Originally posted by: Onceler
what I am asking is how do they know it was from, to
Originally posted by: Onceler
what I am asking is how do they know it was from, to
However, when you look at LAYER 4, you see very few of the same fossils as in LAYER 5, and fewer fossils in general.
Originally posted by: spikespiegal
However, when you look at LAYER 4, you see very few of the same fossils as in LAYER 5, and fewer fossils in general.
Watcha talkin' about?
The Creationists Museum shows human footprints along side them dinosaur ones.
:evil:
Originally posted by: BladeVenom
Read about the Coelacanth before you take any of those fossil dates too seriously.
Originally posted by: bobross419
Originally posted by: BladeVenom
Read about the Coelacanth before you take any of those fossil dates too seriously.
Granted, Wikipedia is by no means a scientific journal, but I'm having a hard time figuring out what coelacanth have to do with the validity of fossil dating.
Originally posted by: BladeVenom
Originally posted by: bobross419
Originally posted by: BladeVenom
Read about the Coelacanth before you take any of those fossil dates too seriously.

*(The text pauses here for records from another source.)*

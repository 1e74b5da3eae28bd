// Copyright (c) 2025 Geoffrey Huntley <ghuntley@ghuntley.com>. All rights reserved.
// SPDX-License-Identifier: Proprietary

//! Error types for event construction and structural validation.

use thiserror::Error;

/// Structural problems with a raw JSON event list.
///
/// These indicate a programming error on the caller's side, never a
/// data-quality issue, and are always fatal.
#[derive(Debug, Clone, PartialEq, Eq, Error)]
pub enum StructureError {
	#[error("events should be a list")]
	NotAList,

	#[error("each event should be an object (event {index} is not)")]
	EventNotAnObject { index: usize },

	#[error("each event should have a \"name\" key (event {index} has none)")]
	MissingName { index: usize },

	#[error("event {index} has a \"name\" that is not a string")]
	NameNotAString { index: usize },

	#[error("each event should have a \"params\" key (event {index} has none)")]
	MissingParams { index: usize },

	#[error("event {index} has \"params\" that is not an object")]
	ParamsNotAnObject { index: usize },
}

/// Errors raised while building events and items.
#[derive(Debug, Clone, PartialEq, Eq, Error)]
pub enum CoreError {
	#[error("event name cannot exceed {max} characters: {name}")]
	EventNameTooLong { name: String, max: usize },

	#[error("parameter name cannot exceed {max} characters: {name}")]
	ParamNameTooLong { name: String, max: usize },

	#[error("value of parameter {name} cannot exceed {max} characters")]
	ParamValueTooLong { name: String, max: usize },

	#[error("event cannot contain more than {max} parameters")]
	TooManyParams { max: usize },

	#[error("parameter {name} holds a list; only \"items\" may be list-valued")]
	UnexpectedList { name: String },

	#[error("parameter \"items\" must be a list of items")]
	ItemsNotAList,

	#[error("invalid item: {0}")]
	InvalidItem(String),

	#[error(transparent)]
	Structure(#[from] StructureError),
}

/// A specialized `Result` type for core operations.
pub type Result<T> = std::result::Result<T, CoreError>;
// Copyright (c) 2025 Geoffrey Huntley <ghuntley@ghuntley.com>. All rights reserved.
// SPDX-License-Identifier: Proprietary

//! Event model for measurement hits.
//!
//! An [`Event`] is a name plus at most [`MAX_PARAMS_PER_EVENT`] parameters.
//! Limits are checked when the event is built, so an event that exists is
//! always within the collector's per-event limits. Only the `items`
//! parameter may hold a list.

use serde::Serialize;
use serde_json::{Map, Value};

use crate::error::{CoreError, Result, StructureError};
use crate::item::Item;

/// Maximum length of an event name, in characters.
pub const MAX_EVENT_NAME_LENGTH: usize = 40;

/// Maximum length of a parameter name, in characters.
pub const MAX_PARAM_NAME_LENGTH: usize = 40;

/// Maximum length of a string parameter value, in characters.
pub const MAX_PARAM_VALUE_LENGTH: usize = 100;

/// Maximum number of parameters on a single event, `items` included.
pub const MAX_PARAMS_PER_EVENT: usize = 25;

/// Practical collector limit on line items per event.
///
/// Documented only; the collector truncates, this crate does not.
pub const MAX_ITEMS_PER_EVENT: usize = 100;

/// Name of the only list-valued parameter.
pub const ITEMS_PARAM: &str = "items";

/// A named event with bounded parameters.
///
/// # Example
///
/// ```
/// use ga4mp_core::{Event, Item};
///
/// let mut event = Event::new("purchase").unwrap();
/// event.set_param("transaction_id", "T_12345").unwrap();
/// event.set_param("value", 25.42).unwrap();
/// event.set_param("currency", "USD").unwrap();
/// event.add_item(Item::with_id("SKU_12345")).unwrap();
///
/// assert_eq!(event.param_count(), 4);
/// ```
#[derive(Debug, Clone, PartialEq, Serialize)]
pub struct Event {
	name: String,
	params: Map<String, Value>,
}

impl Event {
	/// Creates an event with no parameters.
	pub fn new(name: impl Into<String>) -> Result<Self> {
		let name = name.into();
		if name.chars().count() > MAX_EVENT_NAME_LENGTH {
			return Err(CoreError::EventNameTooLong {
				name,
				max: MAX_EVENT_NAME_LENGTH,
			});
		}
		Ok(Self {
			name,
			params: Map::new(),
		})
	}

	/// Sets a parameter, replacing any previous value under the same name.
	///
	/// Adding a new parameter to an event that already holds
	/// [`MAX_PARAMS_PER_EVENT`] fails and leaves the event unchanged.
	pub fn set_param(&mut self, name: impl Into<String>, value: impl Into<Value>) -> Result<()> {
		let name = name.into();
		let value = value.into();
		check_param(&name, &value)?;

		match &value {
			Value::Array(items) => {
				if name != ITEMS_PARAM {
					return Err(CoreError::UnexpectedList { name });
				}
				for item in items {
					Item::try_from(item.clone())?;
				}
			}
			_ if name == ITEMS_PARAM => return Err(CoreError::ItemsNotAList),
			_ => {}
		}

		if !self.params.contains_key(&name) && self.params.len() >= MAX_PARAMS_PER_EVENT {
			return Err(CoreError::TooManyParams {
				max: MAX_PARAMS_PER_EVENT,
			});
		}

		self.params.insert(name, value);
		Ok(())
	}

	/// Sets a parameter (builder pattern).
	pub fn with_param(mut self, name: impl Into<String>, value: impl Into<Value>) -> Result<Self> {
		self.set_param(name, value)?;
		Ok(self)
	}

	/// Appends a line item, creating the `items` parameter when absent.
	pub fn add_item(&mut self, item: Item) -> Result<()> {
		if !self.params.contains_key(ITEMS_PARAM) {
			self.set_param(ITEMS_PARAM, Value::Array(Vec::new()))?;
		}
		match self.params.get_mut(ITEMS_PARAM) {
			Some(Value::Array(items)) => {
				items.push(item.into_value());
				Ok(())
			}
			_ => Err(CoreError::ItemsNotAList),
		}
	}

	/// Appends a raw JSON line item after validating its shape.
	pub fn add_item_value(&mut self, item: Value) -> Result<()> {
		let item = Item::try_from(item)?;
		self.add_item(item)
	}

	pub fn name(&self) -> &str {
		&self.name
	}

	pub fn params(&self) -> &Map<String, Value> {
		&self.params
	}

	pub fn param(&self, name: &str) -> Option<&Value> {
		self.params.get(name)
	}

	pub fn param_count(&self) -> usize {
		self.params.len()
	}

	/// Returns the line items, if the event has any.
	pub fn items(&self) -> Option<&[Value]> {
		match self.params.get(ITEMS_PARAM) {
			Some(Value::Array(items)) => Some(items.as_slice()),
			_ => None,
		}
	}

	/// Consumes the event, returning its name and parameters.
	pub fn into_parts(self) -> (String, Map<String, Value>) {
		(self.name, self.params)
	}
}

/// Checks name and scalar value length limits shared by events and items.
pub(crate) fn check_param(name: &str, value: &Value) -> Result<()> {
	if name.chars().count() > MAX_PARAM_NAME_LENGTH {
		return Err(CoreError::ParamNameTooLong {
			name: name.to_string(),
			max: MAX_PARAM_NAME_LENGTH,
		});
	}
	if let Value::String(s) = value {
		if s.chars().count() > MAX_PARAM_VALUE_LENGTH {
			return Err(CoreError::ParamValueTooLong {
				name: name.to_string(),
				max: MAX_PARAM_VALUE_LENGTH,
			});
		}
	}
	Ok(())
}

/// A borrowed view of one event inside a raw JSON event list.
#[derive(Debug, Clone, Copy)]
pub struct RawEvent<'a> {
	pub index: usize,
	pub name: &'a str,
	pub params: &'a Map<String, Value>,
}

/// Checks the shape of a raw JSON event list without applying field limits.
///
/// Every element must be an object with a string `name` and an object
/// `params`. The first violation is returned.
pub fn raw_events(value: &Value) -> std::result::Result<Vec<RawEvent<'_>>, StructureError> {
	let Value::Array(list) = value else {
		return Err(StructureError::NotAList);
	};

	list
		.iter()
		.enumerate()
		.map(|(index, event)| {
			let Value::Object(event) = event else {
				return Err(StructureError::EventNotAnObject { index });
			};
			let name = match event.get("name") {
				None => return Err(StructureError::MissingName { index }),
				Some(Value::String(name)) => name.as_str(),
				Some(_) => return Err(StructureError::NameNotAString { index }),
			};
			let params = match event.get("params") {
				None => return Err(StructureError::MissingParams { index }),
				Some(Value::Object(params)) => params,
				Some(_) => return Err(StructureError::ParamsNotAnObject { index }),
			};
			Ok(RawEvent {
				index,
				name,
				params,
			})
		})
		.collect()
}

/// Builds typed events from a raw JSON event list.
///
/// Structural errors come first; field limits are then applied exactly as
/// [`Event::new`] and [`Event::set_param`] apply them.
pub fn events_from_value(value: &Value) -> Result<Vec<Event>> {
	raw_events(value)?
		.into_iter()
		.map(|raw| {
			let mut event = Event::new(raw.name)?;
			for (name, value) in raw.params {
				event.set_param(name.clone(), value.clone())?;
			}
			Ok(event)
		})
		.collect()
}
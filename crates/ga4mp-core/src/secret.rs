// Copyright (c) 2025 Geoffrey Huntley <ghuntley@ghuntley.com>. All rights reserved.
// SPDX-License-Identifier: Proprietary

//! Redacting wrapper for the Measurement Protocol API secret.

use std::fmt;

use zeroize::Zeroize;

/// The placeholder printed instead of the secret.
pub const REDACTED: &str = "[REDACTED]";

/// The API secret generated for a data stream.
///
/// `Debug` and `Display` print [`REDACTED`], so the secret is safe to pass
/// through `tracing` fields. The value is zeroized on drop and only
/// reachable through [`ApiSecret::expose`].
///
/// ```
/// use ga4mp_core::ApiSecret;
///
/// let secret = ApiSecret::new("bBQPQwnuTDWJcipSKuO6nw");
/// assert_eq!(format!("{secret}"), "[REDACTED]");
/// assert_eq!(secret.expose(), "bBQPQwnuTDWJcipSKuO6nw");
/// ```
#[derive(Clone, PartialEq, Eq, Zeroize)]
#[zeroize(drop)]
pub struct ApiSecret(String);

impl ApiSecret {
	pub fn new(secret: impl Into<String>) -> Self {
		Self(secret.into())
	}

	/// Returns the secret for use in the request query string.
	pub fn expose(&self) -> &str {
		&self.0
	}

	pub fn is_empty(&self) -> bool {
		self.0.is_empty()
	}
}

impl fmt::Debug for ApiSecret {
	fn fmt(&self, f: &mut fmt::Formatter<'_>) -> fmt::Result {
		f.debug_tuple("ApiSecret").field(&REDACTED).finish()
	}
}

impl fmt::Display for ApiSecret {
	fn fmt(&self, f: &mut fmt::Formatter<'_>) -> fmt::Result {
		f.write_str(REDACTED)
	}
}

impl From<String> for ApiSecret {
	fn from(secret: String) -> Self {
		Self(secret)
	}
}

impl From<&str> for ApiSecret {
	fn from(secret: &str) -> Self {
		Self(secret.to_string())
	}
}

#[cfg(test)]
mod tests {
	use super::*;
	use proptest::prelude::*;

	#[test]
	fn debug_is_redacted() {
		let secret = ApiSecret::new("b7o6YyW7Qu6LO8dfOu-NZA");
		let debug = format!("{secret:?}");
		assert_eq!(debug, "ApiSecret(\"[REDACTED]\")");
	}

	#[test]
	fn option_debug_is_redacted() {
		let secret = Some(ApiSecret::new("b7o6YyW7Qu6LO8dfOu-NZA"));
		assert!(!format!("{secret:?}").contains("b7o6"));
	}

	proptest! {
		#[test]
		fn display_never_contains_secret(inner in "[a-zA-Z0-9_-]{3,40}") {
			prop_assume!(!format!("ApiSecret(\"{REDACTED}\")").contains(&inner));
			let secret = ApiSecret::new(inner.clone());
			let display = format!("{secret}");
			let debug = format!("{secret:?}");
			prop_assert!(!display.contains(&inner));
			prop_assert!(!debug.contains(&inner));
		}
	}
}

Granted, Wikipedia is by no means a scientific journal, but I'm having a hard time figuring out what coelacanth have to do with the validity of fossil dating.
Because at one time they claimed they died out 100's of millions of years ago. They obviously didn't. I wasn't talking about carbon dating, but the years during which they are guessed at living in, "...it lived between so many years and so many years ago..." The fossil record is mostly incomplete.
Originally posted by: DSF
In terms of the "from...to" question, it should also be noted that radiometric dates are not actually provided as a single point in time. When you send a sample to the lab, they don't reply with a letter saying your specimen is 45 million years old. They report, for example, that the fossil is most likely 45 million years old, with a standard deviation of 3 million years.
Technically, a specimen dated at 40,000 years old via carbon dating could be anywhere from 30,000 to 50,000 years old depending on the quality of the sample. That's why anthropologists, paleontologists, and others who work with prehistoric remains try to use as many different dating methods on a given specimen as possible.